Sharyn Lock with Sarah Irving
Gaza: Beneath The Bombs
2010

“Israelis don’t oppress Palestinians,” activist turned author Sarah Irving told a packed crowd at the opening show in Amnesty International’s Imprisoned Writers Series on the first day of the Edinburgh International Book Festival this afternoon.

Irving and her co-author Sharyn Lock are here to promote their new book Gaza: Beneath The Bombs, and their statement – while apparently jarring coming from one half of a team of committed pro-Palestinian activists – sums up the humanitarian message of the book.

“Israelis don’t oppress Palestinians...the Israeli government oppresses Palestinians,” Lock elaborated. “While a lot of racism undoubtedly exists if you speak to Palestinian taxi drivers in the West Bank many of them will tell you that some of their best friends are Israelis.

“However, such relationships are becoming more difficult because it’s hard for an Israeli to travel to the West Bank. Ariel Sharon actually made it illegal for some Israelis to travel into the West Bank, and it was a deliberate effort to cut these ties and foster separation and resentment.

“The vast majority on both sides are just people trying to get on with their lives, but one side is systematically having everything they hold dear stripped away from them.”

Both Irving and Lock have been visiting Palestine for the best part of the last decade, and their eyewitness accounts confirm many of the horror stories that continually flow out of the embattled Gaza strip and West Bank.

“I actually worry more about the West Bank than I do about Gaza,” adds Irving. “Despite the bombing going on in Gaza the extent of the institutionalisation and acceptance of Israel’s ongoing programme of settlement building concerns me.

It’s like it’s become a part of life, but I’m continually shocked by how large these settlements have become even in the last nine years that I’ve been visiting.”
Irving’s persistent activism has taken an awful toll on her health. Hobbling in on crutches she explains that her legs are slowly deteriorating from an injury she sustained after being thrown to the ground by an Israeli soldier.

Irving and Lock told the crowd of their experiences crouching in parsley fields dodging bullets, and getting drenched by Israeli water cannons firing on Gazan fishing boats. The boats fire putrid water which, the authors claim, is laced with some form of poison which makes the fishermen sick and contaminates the fish destined for an area where food is scarce.

Lock emotively related her experience to the comforts of home. “I often forget that the planes flying overhead are actually death machines, and sometime catch myself imagining that they’re actually passenger planes full of eager holidaymakers like the planes back home.

“I sometimes mistake Israeli tanks for roadworks.
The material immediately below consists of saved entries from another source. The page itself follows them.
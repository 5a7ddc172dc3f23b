// Copyright 2025 the Understory Authors
// SPDX-License-Identifier: Apache-2.0 OR MIT

//! Tree shape consumer.
//!
//! A consumer keeps a per-parent child count in sync using only move notifications,
//! the way an incremental engine would track structure without rescanning the tree.
//!
//! Run:
//! - `cargo run -p understory_demos --example tree_shape_consumer`

use std::cell::RefCell;
use std::collections::HashMap;
use std::rc::Rc;

use understory_tree_shape::{Location, NodeId, TreeShape, TreeShapeConsumer, TreeShapeReader};

/// Child counts per parent, maintained incrementally.
#[derive(Default)]
struct ChildCounts {
    counts: RefCell<HashMap<NodeId, usize>>,
}

impl TreeShapeConsumer for ChildCounts {
    fn node_moved(
        &self,
        node: NodeId,
        old_location: Option<Location>,
        tree: &dyn TreeShapeReader,
    ) {
        let mut counts = self.counts.borrow_mut();
        if let Some(old_parent) = old_location.and_then(|loc| tree.parent_of_location(loc).ok()) {
            if let Some(count) = counts.get_mut(&old_parent) {
                *count -= 1;
            }
        }
        if let Ok(Some(new_parent)) = tree.parent(node) {
            *counts.entry(new_parent).or_default() += 1;
        }
        println!("moved {node}: from {old_location:?} to parent {:?}", tree.parent(node));
    }
}

fn main() {
    let mut tree = TreeShape::new();
    let counts = Rc::new(ChildCounts::default());
    let view = tree.open_tree(counts.clone());
    println!("opened tree with {} nodes", view.len());

    let list = tree.create_node();
    tree.move_node(list, Location::FirstChildOf(NodeId::ROOT)).unwrap();
    let items: Vec<_> = (0..4)
        .map(|_| {
            let item = tree.create_node();
            let end = tree.last_child_of(list).unwrap();
            tree.move_node(item, end).unwrap();
            item
        })
        .collect();

    // Hoist one item out of the list, then drop another entirely.
    tree.move_node(items[1], tree.after_node(list).unwrap()).unwrap();
    tree.delete_node(items[3]).unwrap();

    let expected = tree.children(list).unwrap().count();
    let tracked = counts.counts.borrow().get(&list).copied().unwrap_or(0);
    println!("list has {expected} children; consumer tracked {tracked}");
    assert_eq!(tracked, expected, "incremental count must match the tree");

    let consumer: Rc<dyn TreeShapeConsumer> = counts;
    assert!(tree.close_tree(&consumer));
}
The noise is very similar and I suppose in a sense they are road works – they’re unmaking the roads.”

While much was said about the Israeli government’s oppression of the Palestinians, little was said about the counterpart governments in Gaza and the West Bank that arguably play their own part in oppressing the Palestinians by stoking Israeli anger – the Islamic fundamentalist Hamas and corrupt secularists Fatah.
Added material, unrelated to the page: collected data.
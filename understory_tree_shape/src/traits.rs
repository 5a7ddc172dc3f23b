// Copyright 2025 the Understory Authors
// SPDX-License-Identifier: Apache-2.0 OR MIT

//! Reader and consumer traits: the seam between a tree shape and the code that follows it.

use crate::error::ShapeError;
use crate::types::{Location, NodeId};

/// Read access to a tree's shape.
///
/// Every query validates its handle and fails with [`ShapeError::InvalidHandle`] for handles
/// that were never issued or have been deleted. [`NodeId::ROOT`] is always valid.
pub trait TreeShapeReader {
    /// Returns true if `node` is the root or a live, issued handle.
    fn is_alive(&self, node: NodeId) -> bool;

    /// Parent of `node`, or `None` if it is unattached or the root.
    fn parent(&self, node: NodeId) -> Result<Option<NodeId>, ShapeError>;

    /// First child of `node`, or `None` if it is childless.
    fn first_child(&self, node: NodeId) -> Result<Option<NodeId>, ShapeError>;

    /// Last child of `node`, or `None` if it is childless.
    fn last_child(&self, node: NodeId) -> Result<Option<NodeId>, ShapeError>;

    /// Following sibling of `node`, or `None` if it is last (or unattached).
    fn next_sibling(&self, node: NodeId) -> Result<Option<NodeId>, ShapeError>;

    /// Preceding sibling of `node`, or `None` if it is first (or unattached).
    fn prev_sibling(&self, node: NodeId) -> Result<Option<NodeId>, ShapeError>;

    /// The location immediately after `node`.
    ///
    /// Fails with [`ShapeError::DetachedAnchor`] if `node` has no parent.
    fn after_node(&self, node: NodeId) -> Result<Location, ShapeError> {
        match self.parent(node)? {
            Some(_) => Ok(Location::AfterNode(node)),
            None => Err(ShapeError::DetachedAnchor(node)),
        }
    }

    /// The location at the head of `parent`'s child list.
    fn first_child_of(&self, parent: NodeId) -> Result<Location, ShapeError> {
        if self.is_alive(parent) {
            Ok(Location::FirstChildOf(parent))
        } else {
            Err(ShapeError::InvalidHandle(parent))
        }
    }

    /// The location at the end of `parent`'s child list (append).
    fn last_child_of(&self, parent: NodeId) -> Result<Location, ShapeError> {
        Ok(match self.last_child(parent)? {
            Some(last) => Location::AfterNode(last),
            None => Location::FirstChildOf(parent),
        })
    }

    /// The location `node` currently occupies, expressed relative to its neighbors.
    ///
    /// Moving `node` to this location leaves the tree unchanged.
    /// Fails with [`ShapeError::DetachedAnchor`] if `node` has no parent.
    fn before_node(&self, node: NodeId) -> Result<Location, ShapeError> {
        let Some(parent) = self.parent(node)? else {
            return Err(ShapeError::DetachedAnchor(node));
        };
        Ok(match self.prev_sibling(node)? {
            Some(prev) => Location::AfterNode(prev),
            None => Location::FirstChildOf(parent),
        })
    }

    /// The parent a node placed at `location` would have.
    fn parent_of_location(&self, location: Location) -> Result<NodeId, ShapeError> {
        match location {
            Location::AfterNode(anchor) => self
                .parent(anchor)?
                .ok_or(ShapeError::DetachedAnchor(anchor)),
            Location::FirstChildOf(parent) => {
                if self.is_alive(parent) {
                    Ok(parent)
                } else {
                    Err(ShapeError::InvalidHandle(parent))
                }
            }
        }
    }
}

/// A party interested in structural changes to a tree shape.
///
/// Register with [`TreeShape::open_tree`](crate::TreeShape::open_tree).
pub trait TreeShapeConsumer {
    /// Called after `node` was moved or removed.
    ///
    /// `old_location` is where the node sat before the change, or `None` if it was unattached.
    /// Resolve it against `tree`, which already reflects the change; handles cached from
    /// earlier notifications may have been deleted and reissued since.
    ///
    /// When the change is a deletion, `node` is still alive during this call and retired
    /// right after it returns.
    fn node_moved(&self, node: NodeId, old_location: Option<Location>, tree: &dyn TreeShapeReader);
}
Speaking after the event, Sharyn Lock explained why Hamas has yet to show its true colours – for good or for ill – in Gaza because the area has been under constant blockade and frequent bombardment since Hamas took power in free Palestinian elections in 2007.

“No one can really decide how well Hamas are doing because they’ve got nothing to judge it against. Any progress Hamas makes is immediately bombed out of existence by Israeli planes.

“What many people forget is that there is no such thing as a welfare state in Palestine, no health care or child support, and for a long time Hamas was the welfare state. They organised help for the communities suffering under the occupation.

“And while there are stories about Hamas forcing women to wear the veil it’s not something I’ve seen myself. Some women do wear the veil but no more than in previous years, and nobody seems to make a big deal about feeling oppressed under Hamas because they’re all so focussed on the infinitely larger oppression their suffering at the hands of Israel.

“It’s got to be remembered that 50 per cent of Palestinians are under 18, so you’ve got a community full of children who don’t engage in politics and don’t have any idea about elections. Those that did vote for Hamas had watched as the Fatah controlled Palestinian Authority failed to secure any gains for the Palestinians.

“Faced with no other option they thought – like many British people in the last election – ‘These guys aren’t working for me; let’s see what the other guys have got to offer.”